Ravindranath Y, Beutler E
Am J Hematol. 1987 Apr;24(4):357-63. doi: 10.1002/ajh.2830240405.
Two new deficient variants of glucose-6-phosphate dehydrogenase (G6PD) causing hereditary nonspherocytic hemolytic anemia (HNSHA) are described. Both of these are unique and they have been named G6PD Wayne and G6PD Huron. Patients with G6PD Wayne underwent splenectomy and no objective improvement was noted. The patients with G6PD Huron were under medical observation for a considerable period of time without the diagnosis of G6PD deficiency being entertained because the family was of Northern European origin.
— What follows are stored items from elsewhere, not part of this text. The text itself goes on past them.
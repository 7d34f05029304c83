//! EGL error codes

use crate::consts::*;

/// Failure of a translator entry point
#[derive(Debug, Clone, Copy, PartialEq, Eq, Hash)]
pub enum EglError {
    /// Display known but not initialized
    NotInitialized,
    /// Resource cannot be accessed, e.g. a context current elsewhere
    BadAccess,
    /// Host refused to allocate a resource
    BadAlloc,
    /// Unknown attribute or invalid attribute value
    BadAttribute,
    /// Config handle does not resolve
    BadConfig,
    /// Context handle does not resolve
    BadContext,
    BadCurrentSurface,
    /// Display handle does not resolve
    BadDisplay,
    /// Arguments are inconsistent with each other
    BadMatch,
    /// Native window is invalid
    BadNativeWindow,
    BadParameter,
    /// Surface handle does not resolve
    BadSurface,
}

impl EglError {
    /// EGL numeric value
    pub const fn code(self) -> EGLint {
        match self {
            EglError::NotInitialized => EGL_NOT_INITIALIZED,
            EglError::BadAccess => EGL_BAD_ACCESS,
            EglError::BadAlloc => EGL_BAD_ALLOC,
            EglError::BadAttribute => EGL_BAD_ATTRIBUTE,
            EglError::BadConfig => EGL_BAD_CONFIG,
            EglError::BadContext => EGL_BAD_CONTEXT,
            EglError::BadCurrentSurface => EGL_BAD_CURRENT_SURFACE,
            EglError::BadDisplay => EGL_BAD_DISPLAY,
            EglError::BadMatch => EGL_BAD_MATCH,
            EglError::BadNativeWindow => EGL_BAD_NATIVE_WINDOW,
            EglError::BadParameter => EGL_BAD_PARAMETER,
            EglError::BadSurface => EGL_BAD_SURFACE,
        }
    }

    pub fn from_code(code: EGLint) -> Option<Self> {
        let err = match code {
            EGL_NOT_INITIALIZED => EglError::NotInitialized,
            EGL_BAD_ACCESS => EglError::BadAccess,
            EGL_BAD_ALLOC => EglError::BadAlloc,
            EGL_BAD_ATTRIBUTE => EglError::BadAttribute,
            EGL_BAD_CONFIG => EglError::BadConfig,
            EGL_BAD_CONTEXT => EglError::BadContext,
            EGL_BAD_CURRENT_SURFACE => EglError::BadCurrentSurface,
            EGL_BAD_DISPLAY => EglError::BadDisplay,
            EGL_BAD_MATCH => EglError::BadMatch,
            EGL_BAD_NATIVE_WINDOW => EglError::BadNativeWindow,
            EGL_BAD_PARAMETER => EglError::BadParameter,
            EGL_BAD_SURFACE => EglError::BadSurface,
            _ => return None,
        };
        Some(err)
    }

    pub fn message(&self) -> &'static str {
        match self {
            EglError::NotInitialized => "Display not initialized",
            EglError::BadAccess => "Resource not accessible",
            EglError::BadAlloc => "Allocation failed",
            EglError::BadAttribute => "Bad attribute",
            EglError::BadConfig => "Bad config",
            EglError::BadContext => "Bad context",
            EglError::BadCurrentSurface => "Bad current surface",
            EglError::BadDisplay => "Bad display",
            EglError::BadMatch => "Inconsistent arguments",
            EglError::BadNativeWindow => "Bad native window",
            EglError::BadParameter => "Bad parameter",
            EglError::BadSurface => "Bad surface",
        }
    }
}

impl std::fmt::Display for EglError {
    fn fmt(&self, f: &mut std::fmt::Formatter<'_>) -> std::fmt::Result {
        write!(f, "{} ({:#x})", self.message(), self.code())
    }
}

impl std::error::Error for EglError {}

/// Per-thread error state answered by `get_error`
#[derive(Debug, Clone, Copy, PartialEq, Eq, Default)]
pub enum ErrorCode {
    #[default]
    Success,
    Error(EglError),
}

impl ErrorCode {
    pub fn is_success(&self) -> bool {
        *self == ErrorCode::Success
    }

    pub const fn code(self) -> EGLint {
        match self {
            ErrorCode::Success => EGL_SUCCESS,
            ErrorCode::Error(err) => err.code(),
        }
    }
}

impl From<EglError> for ErrorCode {
    fn from(err: EglError) -> Self {
        ErrorCode::Error(err)
    }
}

/// Result type for translator operations
pub type Result<T, E = EglError> = core::result::Result<T, E>;
//! Host collaborators
//!
//! The translator never talks to a host GL stack directly. A host platform
//! provides an [`Engine`] (display connections and window surfaces), one
//! [`NativeDisplay`] per opened display, and one [`ClientApi`] per supported
//! GLES version.

use std::sync::Arc;

use gles_names::ShareGroup;

use crate::config::ConfigInfo;
use crate::surface::PbufferInfo;
use crate::types::{
    GlesVersion, NativeContext, NativeDisplayId, NativePixelFormat, NativeSurface, NativeWindow,
    RenderableType,
};

#[cfg(feature = "headless")]
pub mod headless;

/// Host display system
pub trait Engine: Send + Sync {
    /// Open a connection to a native display, `None` if it does not exist
    fn open_display(&self, id: NativeDisplayId) -> Option<Arc<dyn NativeDisplay>>;

    /// Wrap a native window into a drawable
    fn create_window_surface(&self, window: NativeWindow) -> Option<NativeSurface>;

    /// Resolve a host GL entry point
    fn proc_address(&self, name: &str) -> Option<usize>;
}

/// Host display connection
pub trait NativeDisplay: Send + Sync {
    /// Enumerate host configs usable for `renderable`
    fn query_configs(&self, renderable: RenderableType) -> Vec<ConfigInfo>;

    fn is_valid_window(&self, window: NativeWindow) -> bool;

    /// Whether a window-backed drawable still has a live window
    fn is_valid_surface(&self, surface: NativeSurface) -> bool;

    /// Check that `window` can use `format`, returning its size
    fn check_window_pixel_format(
        &self,
        window: NativeWindow,
        format: NativePixelFormat,
    ) -> Option<(u32, u32)>;

    fn create_context(
        &self,
        format: NativePixelFormat,
        share: Option<NativeContext>,
    ) -> Option<NativeContext>;

    fn destroy_context(&self, context: NativeContext) -> bool;

    fn create_pbuffer(&self, format: NativePixelFormat, info: &PbufferInfo)
        -> Option<NativeSurface>;

    fn release_pbuffer(&self, surface: NativeSurface) -> bool;

    /// Bind a context and drawables to the calling thread, or unbind with
    /// all three `None`
    fn make_current(
        &self,
        read: Option<NativeSurface>,
        draw: Option<NativeSurface>,
        context: Option<NativeContext>,
    ) -> bool;

    fn swap_buffers(&self, surface: NativeSurface);

    /// Close the connection
    fn release(&self) -> bool;
}

/// Client-side context of a GLES implementation
#[derive(Debug, Clone, Copy, PartialEq, Eq, PartialOrd, Ord, Hash)]
pub struct ClientContextId(pub u64);

/// GLES implementation for one API version
pub trait ClientApi: Send + Sync {
    fn version(&self) -> GlesVersion;

    /// One-time setup, called when the implementation is registered
    fn init(&self);

    fn create_context(&self) -> Option<ClientContextId>;

    /// Called every time a context becomes current
    fn init_context(&self, context: ClientContextId, share_group: &Arc<ShareGroup>);

    fn delete_context(&self, context: ClientContextId);

    fn flush(&self, context: ClientContextId);

    fn finish(&self, context: ClientContextId);

    /// Resolve an extension entry point
    fn proc_address(&self, name: &str) -> Option<usize>;
}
Since sporadic variants of G6PD causing HNSHA show no special racial predilection, the diagnosis of G6PD deficiency should always be considered in patients with this syndrome.
描述了两种新的葡萄糖-6-磷酸脱氢酶(G6PD)缺陷变体,它们可导致遗传性非球形细胞溶血性贫血(HNSHA)。这两种变体都很独特,分别被命名为G6PD韦恩和G6PD休伦。患有G6PD韦恩的患者接受了脾切除术,但未观察到客观改善。患有G6PD休伦的患者在相当长一段时间内接受医学观察,由于该家族来自北欧,因此未考虑G6PD缺乏症的诊断。由于导致HNSHA的G6PD散发病例没有特殊的种族倾向,因此对于患有该综合征的患者,应始终考虑G6PD缺乏症的诊断。